Single-cell sequencing of primate preimplantation embryos reveals chromosome elimination via cellular fragmentation and blastomere exclusion

Abstract

Aneuploidy that arises during meiosis and/or mitosis is a major contributor to early embryo loss. We previously demonstrated that human preimplantation embryos encapsulate mis-segregated chromosomes into micronuclei while undergoing cellular fragmentation and that fragments can contain chromosomal material, but the source of this DNA was unknown. Here, we leveraged the use of a non-human primate model and single-cell DNA-sequencing (scDNA-seq) to examine the chromosomal content of 471 individual samples comprising 254 blastomeres, 42 polar bodies, and 175 cellular fragments from a large number (N=50) of disassembled rhesus cleavage-stage embryos. Our analysis revealed that the aneuploidy and micronucleation frequency is conserved between humans and macaques and that fragments encapsulate whole and/or partial chromosomes lost from blastomeres. Single-cell/fragment genotyping demonstrated that these chromosome-containing cellular fragments (CCFs) can be maternally or paternally derived and display double-stranded DNA breaks. DNA breakage was further indicated by reciprocal sub-chromosomal losses/gains between blastomeres and large segmental errors primarily detected at the terminal ends of chromosomes. By combining time-lapse imaging with scDNA-seq, we determined that multipolar divisions at the zygote or 2-cell stage were associated with CCFs and generated a random mixture of chromosomally normal and abnormal blastomeres with uniparental or biparental origins.

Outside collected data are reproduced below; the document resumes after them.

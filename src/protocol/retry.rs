//! Bounded retransmission of outbound packets.
//!
//! Every request the tunnel sends goes through a [`RetryTask`]: the packet is
//! sent once immediately, then resent each `interval` until its
//! [`StopCondition`] holds or the repeat budget is spent. Exhaustion is
//! reported one interval after the last transmission, so a budget of three
//! means exactly three packets on the wire.
//!
//! The scheduler never looks at connection state itself. The caller passes
//! a predicate deciding whether a stop condition is satisfied, which keeps
//! the repeat and cancel rules testable on their own.

use crate::protocol::tunnel::Transmit;
use std::time::{Duration, Instant};

/// When a retried request counts as answered
#[derive(Debug, Clone, Copy, PartialEq, Eq)]
pub enum StopCondition {
    /// Connect handshake: the tunnel left the connecting state
    LeftConnecting,
    /// Disconnect: the tunnel reached the closed state
    Closed,
    /// Tunneling request: the pending entry for `sequence` was acknowledged
    Acknowledged {
        /// Sequence number of the request
        sequence: u8,
        /// Identifies the pending entry, guards against slot reuse
        token: u64,
    },
    /// Heartbeat: the connection state response for `token` arrived
    HeartbeatAnswered {
        /// Heartbeat round
        token: u64,
    },
}

/// Outcome of a scheduler tick
#[derive(Debug, Clone, PartialEq, Eq)]
pub enum RetryAction {
    /// Send the packet again
    Retransmit(Transmit),
    /// The budget ran out without the stop condition being met
    Exhausted(StopCondition),
}

/// A packet under retransmission
#[derive(Debug, Clone)]
pub struct RetryTask {
    transmit: Transmit,
    stop: StopCondition,
    deadline: Instant,
    interval: Duration,
    remaining: u8,
}

impl RetryTask {
    /// Stop condition of this task
    pub const fn stop(&self) -> StopCondition {
        self.stop
    }

    /// Next time the task needs attention
    pub const fn deadline(&self) -> Instant {
        self.deadline
    }

    /// Retransmissions left
    pub const fn remaining(&self) -> u8 {
        self.remaining
    }
}

/// Collection of running retry tasks driven by [`RetryScheduler::poll`]
#[derive(Debug, Default)]
pub struct RetryScheduler {
    tasks: Vec<RetryTask>,
}

impl RetryScheduler {
    /// Create an empty scheduler
    pub fn new() -> Self {
        Self::default()
    }

    /// Start retrying `transmit`.
    ///
    /// Returns the first transmission, which the caller sends right away.
    /// `max_repeats` counts every transmission including the first one.
    pub fn schedule(
        &mut self,
        now: Instant,
        transmit: Transmit,
        stop: StopCondition,
        max_repeats: u8,
        interval: Duration,
    ) -> Transmit {
        self.tasks.push(RetryTask {
            transmit: transmit.clone(),
            stop,
            deadline: now + interval,
            interval,
            remaining: max_repeats.saturating_sub(1),
        });
        transmit
    }

    /// Drop tasks whose stop condition holds
    pub fn prune(&mut self, is_satisfied: impl Fn(&StopCondition) -> bool) {
        self.tasks.retain(|task| !is_satisfied(&task.stop));
    }

    /// Advance all tasks to `now`.
    ///
    /// Satisfied tasks are dropped silently. Due tasks either retransmit or,
    /// with no budget left, are removed and reported as exhausted.
    pub fn poll(
        &mut self,
        now: Instant,
        is_satisfied: impl Fn(&StopCondition) -> bool,
    ) -> Vec<RetryAction> {
        self.prune(is_satisfied);

        let mut actions = Vec::new();
        self.tasks.retain_mut(|task| {
            if now < task.deadline {
                return true;
            }
            if task.remaining == 0 {
                actions.push(RetryAction::Exhausted(task.stop));
                return false;
            }
            task.remaining -= 1;
            task.deadline += task.interval;
            actions.push(RetryAction::Retransmit(task.transmit.clone()));
            true
        });
        actions
    }

    /// Earliest deadline among running tasks
    pub fn next_deadline(&self) -> Option<Instant> {
        self.tasks.iter().map(RetryTask::deadline).min()
    }

    /// Remove the task with the given stop condition
    pub fn cancel(&mut self, stop: StopCondition) {
        self.tasks.retain(|task| task.stop != stop);
    }

    /// Remove every task
    pub fn clear(&mut self) {
        self.tasks.clear();
    }

    /// Number of running tasks
    pub fn len(&self) -> usize {
        self.tasks.len()
    }

    /// True when nothing is being retried
    pub fn is_empty(&self) -> bool {
        self.tasks.is_empty()
    }

    /// Running tasks
    pub fn tasks(&self) -> &[RetryTask] {
        &self.tasks
    }
}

Despite frequent chromosome mis-segregation at the cleavage-stage, we show that CCFs and non-dividing aneuploid blastomeres exhibiting extensive DNA damage are prevented from incorporation into blastocysts. These findings suggest that embryos respond to chromosomal errors by encapsulation into micronuclei, elimination via cellular fragmentation, and selection against highly aneuploid blastomeres to overcome chromosome instability during preimplantation development.